HI Megan, I'm SO sorry for all you are going through. I had the whole series of tests...and Nerve conduction test and all came back ok......it wasn't till I had the Nerve/muscle biopsy that it showed Chronic Axonal Neuropathy! My dr. said that most of the time it takes the biopsy to show what the problem is!
Maybe you should try another dr. Talk to your GP about it and hopefully he'll help you find someone who's willing to go farther than the conduction test.
I just feel so bad for you having to go through all this testing! Hang in there, you aren't crazy!

Hi Megan

PM'ed you

Noong

I found another neuro who took the extra steps tho and I've not looked back. I think that your neruo is not as up-to-date as many others are and YES! it hurts to be essentially 'brushed off'. There are other docs out there tho...go find the perfect one! It can happen. I hope it happens for you soon! - j

Hi Mega, so sorry you got that treatment off that neuro, many get the same deal including me first up, did she at least do Quantitative Sensory Testing [thermal test and vibration test] before she come to this conclusion ?

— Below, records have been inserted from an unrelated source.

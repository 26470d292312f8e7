use super::GridDims;

/// Maps an instance index to its `(col, row)` cell, row-major from the
/// bottom-left.
///
/// Must stay in lockstep with the vertex stage in `render/shaders/grid.wgsl`,
/// which computes `vec2f(i % grid.x, floor(i / grid.x))`.
#[inline]
pub fn cell_of_instance(dims: GridDims, instance: u32) -> (u32, u32) {
    debug_assert!(dims.is_valid());
    (instance % dims.cols, instance / dims.cols)
}

/// Clip-space offset of a cell's origin relative to cell `(0, 0)`.
///
/// Each cell spans `2 / cols` × `2 / rows` of the clip-space square, so the
/// offset is `cell / dims * 2`.
#[inline]
pub fn cell_offset(dims: GridDims, cell: (u32, u32)) -> (f32, f32) {
    debug_assert!(dims.is_valid());
    (
        cell.0 as f32 / dims.cols as f32 * 2.0,
        cell.1 as f32 / dims.rows as f32 * 2.0,
    )
}

/// Final clip-space position for one vertex of one instance.
///
/// `pos` is a base quad vertex in `[-0.8, 0.8]²`. The base quad is rescaled
/// into the bottom-left cell (`(pos + 1) / dims - 1`) and then translated by
/// the cell offset. Distinct instances land in distinct, non-overlapping
/// cells covering the full clip-space square.
#[inline]
pub fn grid_position(dims: GridDims, pos: (f32, f32), instance: u32) -> (f32, f32) {
    let offset = cell_offset(dims, cell_of_instance(dims, instance));
    (
        (pos.0 + 1.0) / dims.cols as f32 - 1.0 + offset.0,
        (pos.1 + 1.0) / dims.rows as f32 - 1.0 + offset.1,
    )
}

#[cfg(test)]
mod tests {
    use super::*;

    const G32: GridDims = GridDims::square(32);

    // ── cell_of_instance ──────────────────────────────────────────────────

    #[test]
    fn instance_zero_is_origin_cell() {
        assert_eq!(cell_of_instance(G32, 0), (0, 0));
    }

    #[test]
    fn instance_33_wraps_to_second_row() {
        assert_eq!(cell_of_instance(G32, 33), (1, 1));
    }

    #[test]
    fn last_instance_is_top_right_cell() {
        assert_eq!(cell_of_instance(G32, 32 * 32 - 1), (31, 31));
    }

    #[test]
    fn row_major_ordering() {
        let g = GridDims::new(3, 2);
        let cells: Vec<_> = (0..g.instances()).map(|i| cell_of_instance(g, i)).collect();
        assert_eq!(
            cells,
            vec![(0, 0), (1, 0), (2, 0), (0, 1), (1, 1), (2, 1)]
        );
    }

    #[test]
    fn distinct_instances_get_distinct_cells() {
        let g = GridDims::new(4, 3);
        let mut seen = std::collections::HashSet::new();
        for i in 0..g.instances() {
            assert!(seen.insert(cell_of_instance(g, i)));
        }
    }

    // ── cell_offset ───────────────────────────────────────────────────────

    #[test]
    fn origin_cell_has_zero_offset() {
        assert_eq!(cell_offset(G32, (0, 0)), (0.0, 0.0));
    }

    #[test]
    fn offset_scales_with_cell_index() {
        let (dx, dy) = cell_offset(G32, (16, 8));
        assert_eq!(dx, 1.0);
        assert_eq!(dy, 0.5);
    }

    #[test]
    fn top_right_cell_reaches_opposite_corner() {
        // Offset of the last cell is 2 - 2/n on each axis, so the cell's
        // far edge lands exactly on clip-space +1.
        let (dx, dy) = cell_offset(G32, (31, 31));
        assert!((dx - (2.0 - 2.0 / 32.0)).abs() < 1e-6);
        assert!((dy - (2.0 - 2.0 / 32.0)).abs() < 1e-6);
    }

    // ── grid_position ─────────────────────────────────────────────────────

    #[test]
    fn unit_grid_is_identity() {
        // A 1×1 grid reduces the transform to (pos + 1) / 1 - 1 + 0 = pos,
        // which is the single-quad program.
        let g = GridDims::square(1);
        assert_eq!(grid_position(g, (-0.8, -0.8), 0), (-0.8, -0.8));
        assert_eq!(grid_position(g, (0.8, 0.8), 0), (0.8, 0.8));
    }

    #[test]
    fn instance_zero_fills_bottom_left_cell() {
        let (x, y) = grid_position(G32, (-0.8, -0.8), 0);
        // Bottom-left cell spans [-1, -1 + 2/32); the quad sits inside it.
        assert!(x > -1.0 && x < -1.0 + 2.0 / 32.0);
        assert!(y > -1.0 && y < -1.0 + 2.0 / 32.0);
    }

    #[test]
    fn instances_stay_inside_their_cells() {
        let g = GridDims::new(8, 8);
        let cell_w = 2.0 / 8.0;
        for i in 0..g.instances() {
            let (col, row) = cell_of_instance(g, i);
            let min_x = -1.0 + col as f32 * cell_w;
            let min_y = -1.0 + row as f32 * cell_w;
            for corner in [(-0.8, -0.8), (0.8, -0.8), (0.8, 0.8), (-0.8, 0.8)] {
                let (x, y) = grid_position(g, corner, i);
                assert!(x >= min_x && x <= min_x + cell_w, "x out of cell: {x}");
                assert!(y >= min_y && y <= min_y + cell_w, "y out of cell: {y}");
            }
        }
    }
}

--can never rule out a small-fiber neuropathy; NCV's/EMG's are simply not designed to measure activity in nerves with less of a diameter of about 5mm or so.

Moreover, the most common presentation of a diabetic or impaired glucose tolerance neuropathy is small fibers first. That doesn't mean one can't have large fiber involvement with diabetes or impaired tolerance, but more often one gets the pain and/or numbness and/or temperature sensation disruption symptoms of small-fiber disruption early on. As the mechanism of diabetic neuropathy is primarily due to vascular insufficiency, it makes sense that narrower, more distant from body center fibers would be the first to experience toxicity or hypoxia.

Apparently this doctor needs to read a number of papers, starting with these:

http://www.medscape.com/viewarticle/418568

http://www.endotext.org/diabetes/dia...tesframe28.htm

http://www.medscape.com/viewarticle/418657_5

http://care.diabetesjournals.org/cgi...full/26/5/1553


And there are many more.

It would seem you would need a neuro or other doctor who is a bit more motivated or knowledgable; do you have any options?

And, anyway, have you had a 3-5 hour glucose tolerance test just to make really sure you have no impaired glucose metabolism issues?

So sorry you didn't get anywhere, Megan... Can you get another opinion?

Cathie

All your replies are much appreciated.

I will keep on eliminating the possibilities for this PN. I was wondering whether anyone has an exhaustive list of all the things that can cause small fibre neuropathy? I know that you keep reading over and over the common things for PN but I'm sure the list is a lot more comprehensive (see last paragraph of this message).

I guess the biggest shock for me during the consultation (one minute after I walked in there) was when the neuro said that my GP could look after me, I sat there stunned thinking "hang on, you are meant to be the expert, he isn't an expert on this stuff, that's why he sent me to a neuro (not her specifically), how's he going to know what to do next"?

Last night between being intermittently angry about it all I started to rationalise that she obviously didn't know where to go next.

Anyway I'll leave that alone.....

Glentaj - Regarding the fasting GTT the answer is no. As I said in one of my messages I have only had three random Blood Glucose levels done - not even a fasting one. They all say that my readings fit the guidelines - therefore not necessary to proceed with further testing ....but having read so many articles where they are saying that the oral GTT can reveal prediabetic states and sometimes blatant diabetes I will not rest there. I have an endocrinologist for another condition who I will be seeing next month. He will for sure, order me the GTT if I ask, so I'm not making an issue of it at the moment with my GP.

Yesterday I went to my GP to ask for the Active Vit B12 test, which I had done this morning. I'll see how that goes and if still borderline I'll go ahead and get the MMA done - which is not a standard test here in Australia - although there are a couple of labs that do it, although quite expensive.

Roxie - did you have ongoing pain at the site of the nerve biopsy? One study I read said that about a third of people who have the biopsy have persistent pain at the site.

Maybe someone can help me with this quote! I read in "Peripheral Neuropathy" a clinical review by Richard AC Hughes published in BMJ Vol 324 Feb 23 2002, he says, "Chronic Axonal Neuropathy occurs in patients with many multisystem hereditary disorders". He goes on to give one example - which is the only example I have come across consistently in the literature and that is Charcot-Marie Tooth disease but he doesn't mention any other examples nor does anyone else. If there are supposedly "many" hereditary disorders where Chronic Axonal Neuropathy occurs what are the others?? Anyone know?